━━ Data supplied ━━

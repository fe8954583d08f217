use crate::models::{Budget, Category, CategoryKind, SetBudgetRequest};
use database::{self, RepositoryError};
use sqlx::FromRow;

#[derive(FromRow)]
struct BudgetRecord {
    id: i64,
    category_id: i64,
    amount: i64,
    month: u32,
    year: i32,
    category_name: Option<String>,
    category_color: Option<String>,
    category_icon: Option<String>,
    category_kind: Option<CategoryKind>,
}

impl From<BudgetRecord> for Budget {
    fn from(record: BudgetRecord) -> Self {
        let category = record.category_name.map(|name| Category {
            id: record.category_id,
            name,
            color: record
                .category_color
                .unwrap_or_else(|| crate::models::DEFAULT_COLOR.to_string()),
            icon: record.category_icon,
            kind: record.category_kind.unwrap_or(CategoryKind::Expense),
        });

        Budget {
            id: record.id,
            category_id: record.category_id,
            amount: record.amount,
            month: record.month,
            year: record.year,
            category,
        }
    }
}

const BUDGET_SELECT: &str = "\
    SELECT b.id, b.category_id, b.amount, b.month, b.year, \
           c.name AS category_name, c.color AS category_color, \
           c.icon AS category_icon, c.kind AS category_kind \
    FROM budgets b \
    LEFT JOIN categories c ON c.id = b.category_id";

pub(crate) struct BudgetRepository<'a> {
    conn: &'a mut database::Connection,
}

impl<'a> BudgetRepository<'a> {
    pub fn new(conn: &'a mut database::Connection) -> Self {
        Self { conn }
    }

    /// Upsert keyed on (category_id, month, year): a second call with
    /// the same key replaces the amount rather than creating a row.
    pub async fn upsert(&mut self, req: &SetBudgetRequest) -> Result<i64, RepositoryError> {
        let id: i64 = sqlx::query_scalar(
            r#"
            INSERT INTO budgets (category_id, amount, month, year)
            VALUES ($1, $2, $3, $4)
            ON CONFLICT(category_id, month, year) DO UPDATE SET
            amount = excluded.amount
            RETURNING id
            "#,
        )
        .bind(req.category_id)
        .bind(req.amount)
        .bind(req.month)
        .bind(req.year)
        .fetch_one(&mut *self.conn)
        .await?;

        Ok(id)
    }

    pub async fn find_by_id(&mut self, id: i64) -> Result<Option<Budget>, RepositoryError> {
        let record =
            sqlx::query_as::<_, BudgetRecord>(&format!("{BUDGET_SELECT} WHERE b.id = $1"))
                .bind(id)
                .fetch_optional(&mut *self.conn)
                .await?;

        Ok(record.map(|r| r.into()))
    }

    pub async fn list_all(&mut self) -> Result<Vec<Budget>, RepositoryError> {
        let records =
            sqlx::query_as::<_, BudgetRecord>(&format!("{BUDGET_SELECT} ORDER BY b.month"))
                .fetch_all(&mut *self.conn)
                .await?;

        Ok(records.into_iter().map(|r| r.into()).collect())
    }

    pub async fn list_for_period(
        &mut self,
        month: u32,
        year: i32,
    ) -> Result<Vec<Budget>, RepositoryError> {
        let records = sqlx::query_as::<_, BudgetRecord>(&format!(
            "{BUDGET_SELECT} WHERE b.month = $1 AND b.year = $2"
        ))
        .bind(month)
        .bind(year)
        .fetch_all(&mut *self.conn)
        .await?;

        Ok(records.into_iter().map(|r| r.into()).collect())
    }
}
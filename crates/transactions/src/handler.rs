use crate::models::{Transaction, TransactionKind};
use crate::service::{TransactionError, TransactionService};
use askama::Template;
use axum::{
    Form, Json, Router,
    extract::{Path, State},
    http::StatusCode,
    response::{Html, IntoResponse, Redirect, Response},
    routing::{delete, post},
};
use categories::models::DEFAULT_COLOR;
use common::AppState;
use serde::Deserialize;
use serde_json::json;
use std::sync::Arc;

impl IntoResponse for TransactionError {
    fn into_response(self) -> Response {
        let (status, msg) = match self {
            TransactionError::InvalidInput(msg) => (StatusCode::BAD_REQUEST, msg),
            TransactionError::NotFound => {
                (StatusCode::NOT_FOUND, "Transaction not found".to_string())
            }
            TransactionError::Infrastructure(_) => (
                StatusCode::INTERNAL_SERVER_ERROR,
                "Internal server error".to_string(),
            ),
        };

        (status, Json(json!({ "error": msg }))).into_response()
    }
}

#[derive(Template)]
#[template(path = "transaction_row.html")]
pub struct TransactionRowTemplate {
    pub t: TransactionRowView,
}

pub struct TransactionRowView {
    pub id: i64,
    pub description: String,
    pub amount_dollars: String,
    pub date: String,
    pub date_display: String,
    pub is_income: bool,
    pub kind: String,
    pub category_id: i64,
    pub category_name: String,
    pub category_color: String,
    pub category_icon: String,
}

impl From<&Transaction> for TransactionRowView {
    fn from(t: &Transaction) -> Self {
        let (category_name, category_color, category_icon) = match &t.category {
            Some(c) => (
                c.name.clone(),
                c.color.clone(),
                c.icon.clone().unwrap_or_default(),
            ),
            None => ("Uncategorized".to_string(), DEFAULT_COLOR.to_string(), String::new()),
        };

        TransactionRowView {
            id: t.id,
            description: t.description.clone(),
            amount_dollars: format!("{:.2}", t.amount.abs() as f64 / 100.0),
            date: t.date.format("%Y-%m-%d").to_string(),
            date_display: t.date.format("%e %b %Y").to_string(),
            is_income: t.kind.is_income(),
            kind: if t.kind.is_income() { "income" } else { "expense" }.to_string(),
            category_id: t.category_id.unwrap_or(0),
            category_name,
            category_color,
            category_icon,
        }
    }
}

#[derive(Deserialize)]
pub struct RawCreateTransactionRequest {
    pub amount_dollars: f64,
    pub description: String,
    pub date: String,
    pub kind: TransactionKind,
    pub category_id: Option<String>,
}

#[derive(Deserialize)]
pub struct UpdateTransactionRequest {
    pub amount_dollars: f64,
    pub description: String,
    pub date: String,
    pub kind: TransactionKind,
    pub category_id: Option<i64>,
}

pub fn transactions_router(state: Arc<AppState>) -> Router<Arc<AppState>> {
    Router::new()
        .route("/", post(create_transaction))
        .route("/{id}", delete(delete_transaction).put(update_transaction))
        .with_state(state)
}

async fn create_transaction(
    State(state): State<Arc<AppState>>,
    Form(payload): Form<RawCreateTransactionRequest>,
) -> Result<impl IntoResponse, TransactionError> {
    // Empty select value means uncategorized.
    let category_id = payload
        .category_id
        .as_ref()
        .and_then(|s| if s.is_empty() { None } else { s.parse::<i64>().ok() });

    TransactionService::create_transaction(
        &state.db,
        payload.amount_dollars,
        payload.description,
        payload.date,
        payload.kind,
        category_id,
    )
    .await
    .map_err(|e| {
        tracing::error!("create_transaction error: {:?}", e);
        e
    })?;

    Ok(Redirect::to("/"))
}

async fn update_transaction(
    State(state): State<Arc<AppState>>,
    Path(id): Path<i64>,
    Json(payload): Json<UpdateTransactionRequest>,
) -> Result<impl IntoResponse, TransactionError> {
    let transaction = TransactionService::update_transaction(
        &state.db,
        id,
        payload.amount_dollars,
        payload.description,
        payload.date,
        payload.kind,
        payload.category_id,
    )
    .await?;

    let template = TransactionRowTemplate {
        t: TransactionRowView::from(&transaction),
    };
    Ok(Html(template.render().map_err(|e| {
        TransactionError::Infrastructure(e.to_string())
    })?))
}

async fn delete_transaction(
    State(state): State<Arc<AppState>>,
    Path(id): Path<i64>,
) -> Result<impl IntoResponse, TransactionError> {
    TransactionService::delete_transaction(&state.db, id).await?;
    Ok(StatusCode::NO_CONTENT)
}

━━━

Task instructions
Nothing but an exact transcription of the records is expected.

Result for this task
repository fe8954583d08f217
use crate::models::{Budget, Category, CategoryKind, SetBudgetRequest};
use database::{self, RepositoryError};
use sqlx::FromRow;

#[derive(FromRow)]
struct BudgetRecord {
    id: i64,
    category_id: i64,
    amount: i64,
    month: u32,
    year: i32,
    category_name: Option<String>,
    category_color: Option<String>,
    category_icon: Option<String>,
    category_kind: Option<CategoryKind>,
}

impl From<BudgetRecord> for Budget {
    fn from(record: BudgetRecord) -> Self {
        let category = record.category_name.map(|name| Category {
            id: record.category_id,
            name,
            color: record
                .category_color
                .unwrap_or_else(|| crate::models::DEFAULT_COLOR.to_string()),
            icon: record.category_icon,
            kind: record.category_kind.unwrap_or(CategoryKind::Expense),
        });

        Budget {
            id: record.id,
            category_id: record.category_id,
            amount: record.amount,
            month: record.month,
            year: record.year,
            category,
        }
    }
}

const BUDGET_SELECT: &str = "\
    SELECT b.id, b.category_id, b.amount, b.month, b.year, \
           c.name AS category_name, c.color AS category_color, \
           c.icon AS category_icon, c.kind AS category_kind \
    FROM budgets b \
    LEFT JOIN categories c ON c.id = b.category_id";

pub(crate) struct BudgetRepository<'a> {
    conn: &'a mut database::Connection,
}

impl<'a> BudgetRepository<'a> {
    pub fn new(conn: &'a mut database::Connection) -> Self {
        Self { conn }
    }

    /// Upsert keyed on (category_id, month, year): a second call with
    /// the same key replaces the amount rather than creating a row.
    pub async fn upsert(&mut self, req: &SetBudgetRequest) -> Result<i64, RepositoryError> {
        let id: i64 = sqlx::query_scalar(
            r#"
            INSERT INTO budgets (category_id, amount, month, year)
            VALUES ($1, $2, $3, $4)
            ON CONFLICT(category_id, month, year) DO UPDATE SET
            amount = excluded.amount
            RETURNING id
            "#,
        )
        .bind(req.category_id)
        .bind(req.amount)
        .bind(req.month)
        .bind(req.year)
        .fetch_one(&mut *self.conn)
        .await?;

        Ok(id)
    }

    pub async fn find_by_id(&mut self, id: i64) -> Result<Option<Budget>, RepositoryError> {
        let record =
            sqlx::query_as::<_, BudgetRecord>(&format!("{BUDGET_SELECT} WHERE b.id = $1"))
                .bind(id)
                .fetch_optional(&mut *self.conn)
                .await?;

        Ok(record.map(|r| r.into()))
    }

    pub async fn list_all(&mut self) -> Result<Vec<Budget>, RepositoryError> {
        let records =
            sqlx::query_as::<_, BudgetRecord>(&format!("{BUDGET_SELECT} ORDER BY b.month"))
                .fetch_all(&mut *self.conn)
                .await?;

        Ok(records.into_iter().map(|r| r.into()).collect())
    }

    pub async fn list_for_period(
        &mut self,
        month: u32,
        year: i32,
    ) -> Result<Vec<Budget>, RepositoryError> {
        let records = sqlx::query_as::<_, BudgetRecord>(&format!(
            "{BUDGET_SELECT} WHERE b.month = $1 AND b.year = $2"
        ))
        .bind(month)
        .bind(year)
        .fetch_all(&mut *self.conn)
        .await?;

        Ok(records.into_iter().map(|r| r.into()).collect())
    }
}
filename crates/transactions/src/handler.rs
use crate::models::{Transaction, TransactionKind};
use crate::service::{TransactionError, TransactionService};
use askama::Template;
use axum::{
    Form, Json, Router,
    extract::{Path, State},
    http::StatusCode,
    response::{Html, IntoResponse, Redirect, Response},
    routing::{delete, post},
};
use categories::models::DEFAULT_COLOR;
use common::AppState;
use serde::Deserialize;
use serde_json::json;
use std::sync::Arc;

impl IntoResponse for TransactionError {
    fn into_response(self) -> Response {
        let (status, msg) = match self {
            TransactionError::InvalidInput(msg) => (StatusCode::BAD_REQUEST, msg),
            TransactionError::NotFound => {
                (StatusCode::NOT_FOUND, "Transaction not found".to_string())
            }
            TransactionError::Infrastructure(_) => (
                StatusCode::INTERNAL_SERVER_ERROR,
                "Internal server error".to_string(),
            ),
        };

        (status, Json(json!({ "error": msg }))).into_response()
    }
}

#[derive(Template)]
#[template(path = "transaction_row.html")]
pub struct TransactionRowTemplate {
    pub t: TransactionRowView,
}

pub struct TransactionRowView {
    pub id: i64,
    pub description: String,
    pub amount_dollars: String,
    pub date: String,
    pub date_display: String,
    pub is_income: bool,
    pub kind: String,
    pub category_id: i64,
    pub category_name: String,
    pub category_color: String,
    pub category_icon: String,
}

impl From<&Transaction> for TransactionRowView {
    fn from(t: &Transaction) -> Self {
        let (category_name, category_color, category_icon) = match &t.category {
            Some(c) => (
                c.name.clone(),
                c.color.clone(),
                c.icon.clone().unwrap_or_default(),
            ),
            None => ("Uncategorized".to_string(), DEFAULT_COLOR.to_string(), String::new()),
        };

        TransactionRowView {
            id: t.id,
            description: t.description.clone(),
            amount_dollars: format!("{:.2}", t.amount.abs() as f64 / 100.0),
            date: t.date.format("%Y-%m-%d").to_string(),
            date_display: t.date.format("%e %b %Y").to_string(),
            is_income: t.kind.is_income(),
            kind: if t.kind.is_income() { "income" } else { "expense" }.to_string(),
            category_id: t.category_id.unwrap_or(0),
            category_name,
            category_color,
            category_icon,
        }
    }
}

#[derive(Deserialize)]
pub struct RawCreateTransactionRequest {
    pub amount_dollars: f64,
    pub description: String,
    pub date: String,
    pub kind: TransactionKind,
    pub category_id: Option<String>,
}

#[derive(Deserialize)]
pub struct UpdateTransactionRequest {
    pub amount_dollars: f64,
    pub description: String,
    pub date: String,
    pub kind: TransactionKind,
    pub category_id: Option<i64>,
}

pub fn transactions_router(state: Arc<AppState>) -> Router<Arc<AppState>> {
    Router::new()
        .route("/", post(create_transaction))
        .route("/{id}", delete(delete_transaction).put(update_transaction))
        .with_state(state)
}

async fn create_transaction(
    State(state): State<Arc<AppState>>,
    Form(payload): Form<RawCreateTransactionRequest>,
) -> Result<impl IntoResponse, TransactionError> {
    // Empty select value means uncategorized.
    let category_id = payload
        .category_id
        .as_ref()
        .and_then(|s| if s.is_empty() { None } else { s.parse::<i64>().ok() });

    TransactionService::create_transaction(
        &state.db,
        payload.amount_dollars,
        payload.description,
        payload.date,
        payload.kind,
        category_id,
    )
    .await
    .map_err(|e| {
        tracing::error!("create_transaction error: {:?}", e);
        e
    })?;

    Ok(Redirect::to("/"))
}

async fn update_transaction(
    State(state): State<Arc<AppState>>,
    Path(id): Path<i64>,
    Json(payload): Json<UpdateTransactionRequest>,
) -> Result<impl IntoResponse, TransactionError> {
    let transaction = TransactionService::update_transaction(
        &state.db,
        id,
        payload.amount_dollars,
        payload.description,
        payload.date,
        payload.kind,
        payload.category_id,
    )
    .await?;

    let template = TransactionRowTemplate {
        t: TransactionRowView::from(&transaction),
    };
    Ok(Html(template.render().map_err(|e| {
        TransactionError::Infrastructure(e.to_string())
    })?))
}

async fn delete_transaction(
    State(state): State<Arc<AppState>>,
    Path(id): Path<i64>,
) -> Result<impl IntoResponse, TransactionError> {
    TransactionService::delete_transaction(&state.db, id).await?;
    Ok(StatusCode::NO_CONTENT)
}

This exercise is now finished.